Texto original: Association Française des Cinémas Art et essai, sin firma
Selección y Traducción al castellano: Susana Sherar

El Adamant, centro de día

El Adamant es un Centro de Día único en su género: es un edificio flotante. Construido sobre el Sena, en pleno corazón de París, alberga adultos que sufren de trastornos psíquicos, ofreciéndoles un marco terapéutico que los estructura en el tiempo y en el espacio, los ayuda a reanudar vínculos con el mundo, a volver a encontrar un poco de impulso. Abrió en julio del 2010. Forma parte del polo psiquiátrico París Centro, que comprende igualmente dos CMP (Centros Médico–psicológicos), un equipo móvil y dos unidades en el interior del hospital psiquiátrico Esquirol, dependiente del hospital de Saint Maurice. No es un lugar aislado, pues todas esas estructuras forman una red en la cual pacientes y terapeutas están invitados a circular y donde cada uno puede construir su propia cartografía, encontrar su propia solución entre los diferentes puntos de apoyo propuestos. Está abierto a los habitantes de los cuatro primeros distritos de París. El equipo que lo anima intenta resistir al descalabro y a la deshumanización de la psiquiatría. Allí, la vida cotidiana es objeto de una atención permanente. Cada uno, paciente o terapeuta, es invitado a «co–construirla». La función terapéutica es un asunto de todos, del colectivo. Todos pueden tomar parte, cualquiera sea su título, su estatuto, su lugar en el seno de la jerarquía. A nadie le choca que un paciente se confíe al que trabaja en el bar y que no diga gran cosa al psiquiatra, desde el momento que el equipo se da los medios necesarios de encadenar lo que se ha podido decir de manera esparcida. Los talleres son numerosos: dibujo y pintura, costura, música, diario, cine–club, radio, escritura, salidas culturales… pero los pacientes pueden también venir sin otra intención que la de pasar un momento, sentirse bien recibidos en el ambiente de ese lugar. Además, el objeto de un taller no es un fin en sí, no es más que un pretexto, una invitación a volver a tejer un lazo con el mundo, pues en esta concepción de la cura que reposa sobre la relación, toda ocasión es buena. El film Sur l’Adamant), de Nicolas Philibert,  nos propone subir a bordo para ir al encuentro de pacientes y terapeutas que inventan, día a día, el cotidiano en el Adamant.

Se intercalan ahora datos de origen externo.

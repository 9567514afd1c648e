#[cfg(test)]
mod tests {
    use std::io::{Cursor, Write};
    use std::sync::{Arc, Mutex};

    use ndarray::{Array3, Axis, s};
    use tiff::encoder::TiffEncoder;
    use tiff::encoder::colortype::Gray32Float;

    use crate::cloud_shadow::common::error::{DetectionError, Result};
    use crate::cloud_shadow::detection::DetectionParams;
    use crate::cloud_shadow::pipeline::{CloudShadowPipeline, PipelineConfig};
    use crate::cloud_shadow::raster::geo_tags::{self, tag};
    use crate::cloud_shadow::raster::{
        ElementType, GeoTiffReader, GeoTransform, Mask, MaskEncoding, MaskWriter, RasterMetadata,
        RasterReader, SpectralImage, TiffCompression,
    };

    struct MockReader {
        should_fail: bool,
        mock_image: Option<SpectralImage>,
    }

    impl RasterReader for MockReader {
        fn read_raster(&self, _data: &[u8]) -> Result<SpectralImage> {
            if self.should_fail {
                return Err(DetectionError::DecodeError("Mock decode error".to_string()));
            }
            Ok(self.mock_image.clone().unwrap_or_else(|| scene_image(16)))
        }
    }

    type Written = Arc<Mutex<Vec<(Mask, RasterMetadata)>>>;

    struct MockWriter {
        should_fail: bool,
        written: Written,
    }

    impl MaskWriter for MockWriter {
        fn write_mask(
            &self,
            mask: &Mask,
            metadata: &RasterMetadata,
            _output: &mut dyn Write,
            _encoding: &MaskEncoding,
        ) -> Result<()> {
            if self.should_fail {
                return Err(DetectionError::EncodeError("Mock encode error".to_string()));
            }
            self.written.lock().unwrap().push((mask.clone(), metadata.clone()));
            Ok(())
        }
    }

    fn scene_data(size: usize) -> Array3<f64> {
        let mut data = Array3::from_elem((size, size, 4), 100.0);
        data.slice_mut(s![1..5, 1..5, ..]).fill(300.0);
        data.slice_mut(s![5..9, 5..9, ..]).fill(10.0);
        data
    }

    fn scene_image(size: usize) -> SpectralImage {
        let mut metadata = RasterMetadata::new(size, size, 4, ElementType::F32);
        metadata.geo_transform = Some(GeoTransform::north_up(1000.0, 2000.0, 10.0, -10.0));
        SpectralImage {
            data: scene_data(size),
            metadata,
        }
    }

    fn scene_params() -> DetectionParams {
        DetectionParams::builder()
            .t1(0.5)
            .t2(0.5)
            .search_window(9, 9)
            .cloud_kernel(1)
            .shadow_kernel(1)
            .build()
    }

    fn mock_pipeline(
        reader_fails: bool,
        writer_fails: bool,
        image: Option<SpectralImage>,
        config: PipelineConfig,
    ) -> (CloudShadowPipeline<MockReader, MockWriter>, Written) {
        let written: Written = Arc::new(Mutex::new(Vec::new()));
        let reader = MockReader { should_fail: reader_fails, mock_image: image };
        let writer = MockWriter { should_fail: writer_fails, written: written.clone() };
        (CloudShadowPipeline::with_custom(reader, writer, config), written)
    }

    fn scene_config() -> PipelineConfig {
        PipelineConfig::builder().params(scene_params()).build()
    }

    /// Encodes `data` as one Gray32Float page per band with a north-up transform.
    fn encode_geotiff(data: &Array3<f64>) -> Vec<u8> {
        let (height, width, bands) = data.dim();
        let mut buffer = Vec::new();
        {
            let mut encoder = TiffEncoder::new(Cursor::new(&mut buffer)).unwrap();
            for b in 0..bands {
                let plane: Vec<f32> = data.index_axis(Axis(2), b).iter().map(|&v| v as f32).collect();
                let mut image = encoder
                    .new_image::<Gray32Float>(width as u32, height as u32)
                    .unwrap();
                if b == 0 {
                    image
                        .encoder()
                        .write_tag(tag(geo_tags::MODEL_PIXEL_SCALE), &[10.0f64, 10.0, 0.0][..])
                        .unwrap();
                    image
                        .encoder()
                        .write_tag(
                            tag(geo_tags::MODEL_TIEPOINT),
                            &[0.0f64, 0.0, 0.0, 1000.0, 2000.0, 0.0][..],
                        )
                        .unwrap();
                }
                image.write_data(&plane).unwrap();
            }
        }
        buffer
    }

    #[test]
    fn test_config_builder() {
        let config = PipelineConfig::builder()
            .params(scene_params())
            .compression(TiffCompression::Lzw)
            .predictor(Some(2))
            .validate_dimensions(false)
            .max_dimension(Some(10000))
            .build();

        assert_eq!(config.params, scene_params());
        assert!(matches!(config.encoding.compression, TiffCompression::Lzw));
        assert_eq!(config.encoding.predictor, Some(2));
        assert!(!config.validate_dimensions);
        assert_eq!(config.max_dimension, Some(10000));
    }

    #[test]
    fn test_successful_run_writes_both_masks() {
        let (pipeline, written) = mock_pipeline(false, false, None, scene_config());

        let mut cloud_out = Vec::new();
        let mut shadow_out = Vec::new();
        let masks = pipeline.run(b"fake raster", &mut cloud_out, &mut shadow_out).unwrap();

        let written = written.lock().unwrap();
        assert_eq!(written.len(), 2);
        assert_eq!(written[0].0, masks.cloud);
        assert_eq!(written[1].0, masks.shadow);

        for (_, metadata) in written.iter() {
            assert_eq!(metadata.band_count, 1);
            assert_eq!(metadata.element_type, ElementType::U8);
            assert_eq!(
                metadata.geo_transform,
                Some(GeoTransform::north_up(1000.0, 2000.0, 10.0, -10.0))
            );
        }

        assert_eq!(masks.cloud.slice(s![1..5, 1..5]), Mask::ones((4, 4)));
        assert_eq!(masks.shadow.slice(s![5..9, 5..9]), Mask::ones((4, 4)));
    }

    #[test]
    fn test_reader_failure() {
        let (pipeline, written) = mock_pipeline(true, false, None, scene_config());

        let result = pipeline.run(b"fake raster", &mut Vec::new(), &mut Vec::new());

        assert!(matches!(result.unwrap_err(), DetectionError::DecodeError(_)));
        assert!(written.lock().unwrap().is_empty());
    }

    #[test]
    fn test_writer_failure() {
        let (pipeline, _) = mock_pipeline(false, true, None, scene_config());

        let result = pipeline.run(b"fake raster", &mut Vec::new(), &mut Vec::new());

        assert!(matches!(result.unwrap_err(), DetectionError::EncodeError(_)));
    }

    #[test]
    fn test_invalid_params_stop_before_writing() {
        let config = PipelineConfig::builder()
            .params(DetectionParams::builder().bands(1, 2, 3, 7).build())
            .build();
        let (pipeline, written) = mock_pipeline(false, false, None, config);

        let result = pipeline.run(b"fake raster", &mut Vec::new(), &mut Vec::new());

        assert!(matches!(
            result.unwrap_err(),
            DetectionError::InvalidBandIndex { index: 7, band_count: 4, .. }
        ));
        assert!(written.lock().unwrap().is_empty());
    }

    #[test]
    fn test_dimension_validation_failure() {
        let config = PipelineConfig::builder()
            .params(scene_params())
            .validate_dimensions(true)
            .max_dimension(Some(12))
            .build();
        let (pipeline, _) = mock_pipeline(false, false, Some(scene_image(16)), config);

        let result = pipeline.detect_bytes(b"fake raster");

        assert!(matches!(result.unwrap_err(), DetectionError::InvalidDimensions(16, 16)));
    }

    #[test]
    fn test_dimension_validation_disabled() {
        let config = PipelineConfig::builder()
            .params(scene_params())
            .validate_dimensions(false)
            .max_dimension(Some(12))
            .build();
        let (pipeline, _) = mock_pipeline(false, false, Some(scene_image(16)), config);

        assert!(pipeline.detect_bytes(b"fake raster").is_ok());
    }

    #[test]
    fn test_run_with_timings_records_steps() {
        let (pipeline, _) = mock_pipeline(false, false, None, scene_config());

        let (_, timings) = pipeline
            .run_with_timings(b"fake raster", &mut Vec::new(), &mut Vec::new())
            .unwrap();

        let names: Vec<&str> = timings.steps().iter().map(|s| s.name.as_str()).collect();
        assert_eq!(
            names,
            vec!["decode_raster", "detect", "encode_cloud_mask", "encode_shadow_mask"]
        );
    }

    #[test]
    fn test_set_config() {
        let (mut pipeline, _) = mock_pipeline(false, false, None, PipelineConfig::default());
        pipeline.set_config(scene_config());
        assert_eq!(pipeline.config().params, scene_params());
    }

    #[test]
    fn test_run_files_round_trip() {
        let dir = tempfile::tempdir().unwrap();
        let input = dir.path().join("scene.tif");
        let cloud_path = dir.path().join("cloud_mask.tif");
        let shadow_path = dir.path().join("cloud_shadow_mask.tif");
        std::fs::write(&input, encode_geotiff(&scene_data(16))).unwrap();

        let pipeline = CloudShadowPipeline::new(scene_config());
        let (masks, timings) = pipeline
            .run_files_with_timings(&input, &cloud_path, &shadow_path)
            .unwrap();
        assert!(timings.get_step("read_input_file").is_some());
        assert!(timings.get_step("write_output_files").is_some());

        for (path, expected) in [(&cloud_path, &masks.cloud), (&shadow_path, &masks.shadow)] {
            let reloaded = GeoTiffReader::new().read_raster(&std::fs::read(path).unwrap()).unwrap();
            assert_eq!(reloaded.metadata.band_count, 1);
            assert_eq!(reloaded.metadata.element_type, ElementType::U8);
            assert_eq!(
                reloaded.metadata.geo_transform,
                Some(GeoTransform::north_up(1000.0, 2000.0, 10.0, -10.0))
            );
            let plane = reloaded.data.index_axis(Axis(2), 0).mapv(|v| v as u8);
            assert_eq!(&plane, expected);
        }

        assert_eq!(masks.cloud.iter().filter(|&&v| v == 1).count(), 16);
        assert_eq!(masks.shadow.iter().filter(|&&v| v == 1).count(), 16);
    }

    #[test]
    fn test_run_files_missing_input() {
        let dir = tempfile::tempdir().unwrap();
        let cloud_path = dir.path().join("cloud.tif");
        let shadow_path = dir.path().join("shadow.tif");

        let pipeline = CloudShadowPipeline::new(PipelineConfig::default());
        let result = pipeline.run_files(dir.path().join("missing.tif"), &cloud_path, &shadow_path);

        assert!(matches!(result.unwrap_err(), DetectionError::InputReadError(_)));
        assert!(!cloud_path.exists());
        assert!(!shadow_path.exists());
    }

    #[test]
    fn test_failed_detection_leaves_no_outputs() {
        let dir = tempfile::tempdir().unwrap();
        let input = dir.path().join("scene.tif");
        let cloud_path = dir.path().join("cloud.tif");
        let shadow_path = dir.path().join("shadow.tif");
        std::fs::write(&input, encode_geotiff(&scene_data(16))).unwrap();

        let config = PipelineConfig::builder()
            .params(DetectionParams::builder().cloud_kernel(2).build())
            .build();
        let result = CloudShadowPipeline::new(config).run_files(&input, &cloud_path, &shadow_path);

        assert!(matches!(result.unwrap_err(), DetectionError::InvalidKernelSize { .. }));
        assert!(!cloud_path.exists());
        assert!(!shadow_path.exists());
    }
}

Nicolas Philibert en el Festival de Berlín.

–¿Cómo nació este film?

–Yo empecé a escuchar hablar del Adamant hace por lo menos quince años, cuando no era más que un proyecto. En esa época, la psicóloga clínica y psicoanalista Linda de Zitter, con quien quedé muy unido desde la filmación en 1995 de Los mínimos detalles (La moindre des choses) en la clínica psiquiátrica La Borde, formaba parte de la aventura exaltante que fue su creación: durante meses, pacientes y terapeutas se reunían con un equipo de arquitectos para sentar las bases de la misma, y lo que al principio no era sino un sueño utópico, terminó realizándose.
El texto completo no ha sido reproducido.